James Cameron knows as he has been to the bottom of Challenger deep :)
In all seriousness it doesn't mean we've explored literally everything, but a lot of the wonder is missing. It's frustrating that there might be millions of planets we can inhabit out there with limitless exploration....maybe billions or even trillions of worlds depending on how many galaxies to include, but it's all out of reach. We haven't even left the kuiper belt not to mention the Oort Cloud and have no idea how to do something remotely like warp to reach distant stars in a reasonable amount of time and maybe never will. Star Trek may be the wrong solution too. Perhaps it's more likely we have a singularity event first and can then increase our intelligences rapidly and then figure something out. Or maybe we just build our own simulations to dwell in and direct our exploration more inwards <End Rant/>
If everything else doesn't work, at least we can treat the whole planet Earth as a very slow, random walking spaceship. If we learn how to maintain a technological civilization here sustainably, without wrecking it's life support systems, it will take us to the next destination in a bit over 1Myr, for free: https://en.m.wikipedia.org/wiki/Gliese_710
Maybe that's our 'test' as intelligent lifeform: have opportunities to 'jump ship' to other solar systems, potentially discover alien life there, if only we can survive & maintain space-travel capability long enough for other star(s) to come within hopping distance?
Looking at that little rotating starfield, it reminds me of an idle problem I occasionally think of: "If I was somehow lost in space and found by helpful aliens, what useful information could I provide--from memory--for locating my home planet again?"

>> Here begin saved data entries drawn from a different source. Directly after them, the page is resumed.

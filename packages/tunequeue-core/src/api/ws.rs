//! WebSocket handler for control-panel subscribers.
//!
//! A subscriber receives a `SNAPSHOT` first and then every incremental event
//! published on the hub. Anything the client sends is ignored.

use std::sync::Arc;

use axum::extract::ws::{Message, WebSocket};
use axum::extract::{State, WebSocketUpgrade};
use axum::response::IntoResponse;
use futures::sink::SinkExt;
use futures::stream::StreamExt;

use crate::api::AppState;
use crate::events::{BroadcastEvent, EventEmitter};
use crate::state::ConnectionState;

// ─────────────────────────────────────────────────────────────────────────────
// Frontend Guard (RAII cleanup)
// ─────────────────────────────────────────────────────────────────────────────

/// Counts a connected control panel for as long as it lives.
struct FrontendGuard {
    connection: Arc<ConnectionState>,
    emitter: Arc<dyn EventEmitter>,
}

impl FrontendGuard {
    fn join(connection: Arc<ConnectionState>, emitter: Arc<dyn EventEmitter>) -> Self {
        if connection.frontend_joined() {
            emitter.emit_status(connection.snapshot());
        }
        Self {
            connection,
            emitter,
        }
    }
}

impl Drop for FrontendGuard {
    fn drop(&mut self) {
        if self.connection.frontend_left() {
            self.emitter.emit_status(self.connection.snapshot());
        }
    }
}

// ─────────────────────────────────────────────────────────────────────────────
// Handler
// ─────────────────────────────────────────────────────────────────────────────

/// Upgrades to a WebSocket and streams hub events.
pub async fn ws_handler(ws: WebSocketUpgrade, State(state): State<AppState>) -> impl IntoResponse {
    ws.on_upgrade(move |socket| handle_ws(socket, state))
}

fn encode(event: &BroadcastEvent) -> Option<Message> {
    match serde_json::to_string(event) {
        Ok(text) => Some(Message::Text(text.into())),
        Err(e) => {
            log::warn!("[WS] Failed to encode event: {}", e);
            None
        }
    }
}

async fn handle_ws(socket: WebSocket, state: AppState) {
    let (mut sender, mut receiver) = socket.split();

    // Joined before registering so the snapshot already counts this frontend.
    let _frontend = FrontendGuard::join(Arc::clone(&state.connection), Arc::clone(&state.emitter));

    let snapshot_state = state.clone();
    let mut subscription = state
        .hub
        .register(move || BroadcastEvent::Snapshot(snapshot_state.snapshot()));
    let cancel_token = subscription.cancel_token().clone();
    let id = subscription.id();

    log::info!("[WS] Control panel connected: {}", id);

    loop {
        tokio::select! {
            _ = cancel_token.cancelled() => {
                log::info!("[WS] Connection force-closed: {}", id);
                break;
            }
            event = subscription.recv() => {
                let Some(event) = event else {
                    log::info!("[WS] Subscriber {} dropped by hub", id);
                    break;
                };
                let Some(msg) = encode(&event) else { continue };
                if sender.send(msg).await.is_err() {
                    break;
                }
            }
            msg = receiver.next() => match msg {
                Some(Ok(Message::Close(_))) | Some(Err(_)) | None => break,
                Some(Ok(_)) => {}
            },
        }
    }

    let _ = sender.send(Message::Close(None)).await;
    log::info!("[WS] Control panel disconnected: {}", id);
}
//! Reconnecting WebSocket feed of player telemetry.
//!
//! Raw frames are pushed, in arrival order, into a bounded channel that has a
//! single consumer (the state tracker). Decoding happens on the consumer side
//! so this task never drops a frame it does not understand.

use std::sync::Arc;
use std::time::Duration;

use bytes::Bytes;
use futures::StreamExt;
use tokio::sync::mpsc;
use tokio_tungstenite::connect_async;
use tokio_tungstenite::tungstenite::Message;
use tokio_util::sync::CancellationToken;

use crate::events::EventEmitter;
use crate::state::ConnectionState;

/// How a connected session ended.
#[derive(Debug, PartialEq, Eq)]
enum SessionEnd {
    /// Shutdown was requested.
    Cancelled,
    /// The consumer went away; nothing left to feed.
    ConsumerGone,
    /// The player closed the socket or the read failed.
    Disconnected,
}

/// Keeps a telemetry connection to the player alive.
pub struct TelemetryStream {
    url: String,
    reconnect_delay: Duration,
    connection: Arc<ConnectionState>,
    emitter: Arc<dyn EventEmitter>,
}

impl TelemetryStream {
    pub fn new(
        url: String,
        reconnect_delay: Duration,
        connection: Arc<ConnectionState>,
        emitter: Arc<dyn EventEmitter>,
    ) -> Self {
        Self {
            url,
            reconnect_delay,
            connection,
            emitter,
        }
    }

    /// Connects, forwards frames into `tx`, and reconnects after
    /// `reconnect_delay` until `cancel` fires or the receiver is dropped.
    pub async fn run(self, tx: mpsc::Sender<Bytes>, cancel: CancellationToken) {
        log::info!("[Telemetry] Starting feed from {}", self.url);

        loop {
            let connect = tokio::select! {
                _ = cancel.cancelled() => break,
                result = connect_async(self.url.as_str()) => result,
            };

            match connect {
                Ok((socket, _response)) => {
                    log::info!("[Telemetry] Connected to player");
                    self.set_connected(true);
                    let end = Self::pump(socket, &tx, &cancel).await;
                    self.set_connected(false);

                    match end {
                        SessionEnd::Cancelled => break,
                        SessionEnd::ConsumerGone => {
                            log::warn!("[Telemetry] Consumer dropped, stopping feed");
                            return;
                        }
                        SessionEnd::Disconnected => {
                            log::warn!(
                                "[Telemetry] Player connection lost, retrying in {:?}",
                                self.reconnect_delay
                            );
                        }
                    }
                }
                Err(e) => {
                    log::debug!("[Telemetry] Connect failed: {}", e);
                }
            }

            tokio::select! {
                _ = cancel.cancelled() => break,
                _ = tokio::time::sleep(self.reconnect_delay) => {}
            }
        }

        log::info!("[Telemetry] Feed stopped");
    }

    async fn pump<S>(mut socket: S, tx: &mpsc::Sender<Bytes>, cancel: &CancellationToken) -> SessionEnd
    where
        S: futures::Stream<Item = Result<Message, tokio_tungstenite::tungstenite::Error>> + Unpin,
    {
        loop {
            let frame = tokio::select! {
                _ = cancel.cancelled() => return SessionEnd::Cancelled,
                frame = socket.next() => frame,
            };

            let payload = match frame {
                Some(Ok(Message::Text(text))) => Bytes::copy_from_slice(text.as_bytes()),
                Some(Ok(Message::Binary(data))) => data,
                Some(Ok(Message::Close(_))) | None => return SessionEnd::Disconnected,
                Some(Ok(_)) => continue,
                Some(Err(e)) => {
                    log::warn!("[Telemetry] Read error: {}", e);
                    return SessionEnd::Disconnected;
                }
            };

            if tx.send(payload).await.is_err() {
                return SessionEnd::ConsumerGone;
            }
        }
    }

    fn set_connected(&self, connected: bool) {
        if self.connection.set_player_connected(connected) {
            self.emitter.emit_status(self.connection.snapshot());
        }
    }
}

The best I can think of offhand are ratios that could help them filter existing records:
1. It's the third planet from the Sun, the majority of it is covered with water, etc.
2. It has a moon 1/6 its mass
3. The largest planet in the system has a little over 70% of all the planetary mass
4. The largest planet in the system is 5.2x further from the Sun than my third-planet
But on a larger scale... Somewhere around the middle distance of an arm in a galaxy? I doubt I would have triangulation distances from major quasars memorized.
I get the frustration, but it also sounds like a whiny teenager. "Mom, I'm bored." "You could read a book, or play a game, or go for a walk." "All of those things are boring."
It always sounds like an excuse to me. They've picked a thing that they can't do and set it as the only meaningful goal, to avoid having to do anything that might actually matter.
I'm sorry that they got denied the thing that they specifically want to do. They can join the line with all the kids that fail to become movie stars and tech CEOs. It's a club called "everybody", and we meet at the bar.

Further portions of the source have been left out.